The everyday struggle of former Badger Jake Dowell's family is one you wouldn't wish on your worst enemy. Jake's father, John, and his older brother, Luke, suffer from Huntington's disease, a neurodegenerative genetic disorder that slowly shuts down the body and mind until a person passes away.
John Dowell was diagnosed 11 years ago, just when Jake was blossoming as a premier hockey prospect. That diagnosis solved a lot of questions with Jake's older brother, Luke, now 30, who suffered early onset Huntington's and is also bipolar and schizophrenic.
Luke and John are two of four patients that now live in a 24-hour assisted-living house in Menomonie, Wis.
While the story of Jake's brother and father going through this horrific disease is tragic enough, there's the realistic possibility that Jake also carries the Huntington's gene. In fact, there's a 50-50 chance.
There is a test that can be taken to see if a person carries Huntington's, but Jake has not traveled down that road just yet. Dowell plans to take that test before he, and his wife, Carly, decide to start a family.
Dowell, who won a national championship at Wisconsin and has played 156 games in the NHL, is rightfully terrified of what may lie ahead for him.
"Absolutely, I’m scared," Dowell told the Minneapolis Star Tribune. "It scares the heck out of me to look at my dad and brother and think that potentially one day could be me. I try to be realistic about it, but I also have kind of gone numb to the whole thing. I don’t get really emotional about it anymore."
Dowell's story will be told on the ESPN platform tonight at 6 p.m.
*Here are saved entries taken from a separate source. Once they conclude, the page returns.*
use chrono::{DateTime, SecondsFormat, Utc};
use quick_xml::events::{BytesCData, BytesDecl, BytesEnd, BytesStart, BytesText, Event};
use quick_xml::Writer;
use std::collections::HashSet;
use std::io::Write;

use super::{xml_error, FeedError};
use crate::mapping::{FieldValue, MappedItem, MappingError, Platform};
use crate::model::ProductId;
use crate::util::strip_control_chars;

const ATOM_NS: &str = "http://www.w3.org/2005/Atom";
const GOOGLE_NS: &str = "http://base.google.com/ns/1.0";
const FIELD_PREFIX: &str = "g:";

/// Document shape of a feed file.
#[derive(Debug, Clone, Copy, PartialEq, Eq)]
pub enum FeedFormat {
    /// `<feed>` with one `<entry>` per item (Google Merchant Center).
    Atom,
    /// RSS 2.0 `<channel>` with one `<item>` per item (Meta catalog).
    Rss,
}

impl FeedFormat {
    pub fn for_platform(platform: Platform) -> Self {
        match platform {
            Platform::Google => FeedFormat::Atom,
            Platform::Meta => FeedFormat::Rss,
        }
    }

    /// Element name wrapping one item.
    pub fn item_element(self) -> &'static str {
        match self {
            FeedFormat::Atom => "entry",
            FeedFormat::Rss => "item",
        }
    }
}

/// Channel-level metadata written once in the prologue.
#[derive(Debug, Clone)]
pub struct FeedHeader {
    pub title: String,
    pub link: String,
    pub description: String,
    pub generated_at: DateTime<Utc>,
}

#[derive(Debug, Clone, Copy, Default, PartialEq, Eq)]
pub struct WriteSummary {
    pub items: usize,
    /// Distinct products among the written items.
    pub products: usize,
}

/// Streaming feed writer: prologue on [`start`](Self::start), one element
/// block per [`write_item`](Self::write_item), epilogue on
/// [`finish`](Self::finish).
///
/// Nothing is buffered beyond the current item. A writer dropped before
/// `finish` leaves an unterminated document behind; callers write into a
/// temporary file and only publish after `finish` succeeds.
pub struct FeedWriter<W: Write> {
    writer: Writer<W>,
    format: FeedFormat,
    items: usize,
    products: HashSet<ProductId>,
}

impl<W: Write> FeedWriter<W> {
    pub fn start(dest: W, format: FeedFormat, header: &FeedHeader) -> Result<Self, FeedError> {
        let mut this = Self {
            writer: Writer::new_with_indent(dest, b' ', 2),
            format,
            items: 0,
            products: HashSet::new(),
        };

        this.event(Event::Decl(BytesDecl::new("1.0", Some("UTF-8"), None)))?;
        match format {
            FeedFormat::Atom => {
                let root = BytesStart::new("feed")
                    .with_attributes([("xmlns", ATOM_NS), ("xmlns:g", GOOGLE_NS)]);
                this.event(Event::Start(root))?;
                this.element("title", &header.title)?;
                let link = BytesStart::new("link")
                    .with_attributes([("rel", "self"), ("href", header.link.as_str())]);
                this.event(Event::Empty(link))?;
                this.element(
                    "updated",
                    &header
                        .generated_at
                        .to_rfc3339_opts(SecondsFormat::Secs, true),
                )?;
            }
            FeedFormat::Rss => {
                let root = BytesStart::new("rss")
                    .with_attributes([("xmlns:g", GOOGLE_NS), ("version", "2.0")]);
                this.event(Event::Start(root))?;
                this.event(Event::Start(BytesStart::new("channel")))?;
                this.element("title", &header.title)?;
                this.element("link", &header.link)?;
                this.element("description", &header.description)?;
                this.element("lastBuildDate", &header.generated_at.to_rfc2822())?;
            }
        }
        Ok(this)
    }

    pub fn write_item(&mut self, item: &MappedItem) -> Result<(), FeedError> {
        let wrapper = self.format.item_element();
        self.event(Event::Start(BytesStart::new(wrapper)))?;

        for (name, value) in item.fields() {
            let tag = format!("{FIELD_PREFIX}{name}");
            match value {
                FieldValue::Text(text) => self.element(&tag, text)?,
                FieldValue::Number(number) => self.element(&tag, &number.to_string())?,
                FieldValue::List(entries) => {
                    for entry in entries.iter().filter(|e| !e.trim().is_empty()) {
                        self.element(&tag, entry)?;
                    }
                }
                FieldValue::Group(fields) => {
                    self.event(Event::Start(BytesStart::new(tag.as_str())))?;
                    for (sub, text) in fields {
                        self.element(&format!("{FIELD_PREFIX}{sub}"), text)?;
                    }
                    self.event(Event::End(BytesEnd::new(tag.as_str())))?;
                }
                FieldValue::Markup(markup) => self.cdata_element(&tag, markup)?,
            }
        }

        self.event(Event::End(BytesEnd::new(wrapper)))?;
        self.items += 1;
        self.products.insert(item.product_id);
        Ok(())
    }

    /// Writes the epilogue and hands back the destination.
    pub fn finish(mut self) -> Result<(W, WriteSummary), FeedError> {
        if self.format == FeedFormat::Rss {
            self.event(Event::End(BytesEnd::new("channel")))?;
        }
        let root = match self.format {
            FeedFormat::Atom => "feed",
            FeedFormat::Rss => "rss",
        };
        self.event(Event::End(BytesEnd::new(root)))?;

        let summary = WriteSummary {
            items: self.items,
            products: self.products.len(),
        };
        let mut dest = self.writer.into_inner();
        dest.write_all(b"\n")?;
        dest.flush()?;
        Ok((dest, summary))
    }

    fn event(&mut self, event: Event<'_>) -> Result<(), FeedError> {
        self.writer.write_event(event).map_err(xml_error)
    }

    fn element(&mut self, name: &str, text: &str) -> Result<(), FeedError> {
        let text = strip_control_chars(text);
        self.event(Event::Start(BytesStart::new(name)))?;
        self.event(Event::Text(BytesText::new(&text)))?;
        self.event(Event::End(BytesEnd::new(name)))
    }

    fn cdata_element(&mut self, name: &str, markup: &str) -> Result<(), FeedError> {
        let markup = strip_control_chars(markup);
        // A CDATA section cannot contain its own terminator
        if markup.contains("]]>") {
            return self.element(name, &markup);
        }
        self.event(Event::Start(BytesStart::new(name)))?;
        self.event(Event::CData(BytesCData::new(&*markup)))?;
        self.event(Event::End(BytesEnd::new(name)))
    }
}

/// Drains `items` into a complete document.
///
/// The first mapping error aborts the feed; whatever was written to `dest`
/// up to that point is incomplete and must be discarded.
pub fn write_feed<W, I>(
    items: I,
    dest: W,
    format: FeedFormat,
    header: &FeedHeader,
) -> Result<(W, WriteSummary), FeedError>
where
    W: Write,
    I: IntoIterator<Item = Result<MappedItem, MappingError>>,
{
    let mut writer = FeedWriter::start(dest, format, header)?;
    for item in items {
        writer.write_item(&item?)?;
    }
    writer.finish()
}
CT, as reporter Chris Connelly profiles the family for the show E:60. I had a chance to speak with Connelly last week about Dowell, who he has been following for the past two years.
"It's an enormous burden," Connelly said. "And I have the most admiration for Jake for the way he manages to get through life and still play hockey at the highest level while he deals with this."
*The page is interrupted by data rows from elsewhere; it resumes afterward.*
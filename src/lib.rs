//! Shop catalog → Google Shopping (Atom) and Meta catalog (RSS) product feeds.
//!
//! The pipeline is fetch ([`catalog`]) → build ([`model`]) → map
//! ([`mapping`]) → write and publish ([`feed`]), driven by
//! [`orchestrator::RunContext`].

pub mod catalog;
pub mod config;
pub mod feed;
pub mod mapping;
pub mod metrics;
pub mod model;
pub mod orchestrator;
pub mod util;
Ryan Suter was teammates with Dowell at the U.S. National Team Development program for two years, and they shared a dorm together at Wisconsin as freshmen. They've since been reunited as members of the Minnesota Wild.
"Just two guys from Wisconsin and we’ve been best friends ever since," Suter told the Star Tribune this week. "I knew (Jake's father) John when he was big and strong, and he was just the nicest guy, just like Jake — kindhearted, would do anything for you. It’s just terrible and Jake’s got a lot to deal with."